Looking at this divergence in financial performance it is hard to find arguments that would justify keeping the same exchange ratio in the merger, let alone explain why the Sprint equity should be valued at 45% premium relative to initial announcement (aside from overall bullish performance of U.S. stock market). Downward price trend in Sprint’s share price till yesterday’s announcement paints a similar picture – the stock traded below the pre-announcement price ($4.3/share vs ~$5+/share in mid 2018) despite the fact that there was still some chance that the merger might close successfully (implying that the actual standalone equity value of Sprint would probably be around $2-$3 /share).
TMUS might not agree to pay significantly more for the deteriorating financial performance than the valuation in the initial agreement or $6.5 per Sprint share.
Comments on Renegotiation
The comments about the lower price started appearing back in July’19, when it was reported that the companies are renegotiating the price after the concession requirements from DOJ/FCC. However, the exchange rate has eventually stayed the same.
In Nov’19 commenting about the negotiations with Softbank (Sprint’s owner) TMUS CEO has stated that he doesn’t rule out lowering the acquisition price.
Then in Dec’19 Fox Business has again reported rumors on renegotiations.
During the last week’s conference call the CEO has again stated:
I’m going to take one of the write-in questions, one of the 72 that Walter Piecyk has sent in because I think there was some confusion on this point by a number people. He says the merger agreement – meaning with Sprint – was never updated. Does that mean that any change in deal price is off the table?
A number people were confused. When the long stop date of the business combination arrangement agreement came on 11/1, the BCA was still in effect. We have a fully in effect BCA. But at 11/1 without an amendment, either party has a walk away right. So, in effect, the partnership is still strong, we just have not updated it to remove the walkaway ability.

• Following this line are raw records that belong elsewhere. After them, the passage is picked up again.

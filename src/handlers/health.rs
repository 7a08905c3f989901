use axum::Json;
use serde_json::{json, Value};

pub async fn health() -> Json<Value> {
    Json(json!({ "status": "ok", "message": "Backend is working" }))
}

And, no, it doesn’t mean that we can’t. We’ve had a very strong partnership with Sprint. We’ve had very good discussions. And if there is a need for an amendment to the BCA, including possibly a price, we would handle that very swiftly after the deal was approved. So, I hope that explains the nuance there.
It is also important to note that Softbank is in a weak spot for negotiations as after the recent failure with WeWork, Softbank is apparently struggling to raise money for its new fund. It has been looking to drop the highly leveraged (over $30bn debt) Sprint that constitutes ~10% of the portfolio for a number of years now, but given the current situation the incentives should be especially strong.
- The merger is not done yet and has to be approved by California Public Utilities Commission (CPUC). 18 public utilities commissions have already approved the transaction, so the chances are high that California will also give its blessing. Nonetheless, in 40 years (source) seems that CPUC is one of the most active utility commissions regarding the communication mergers, so there is still some risk that CPUC might hurdle the merger or at least ask for additional concessions etc.
- 14 attorney generals, who went to court asking to block the transaction might file an appeal again impeding the merger. This option has not been rejected so far and AG Letitia James has indicated that the group might not be done fighting yet.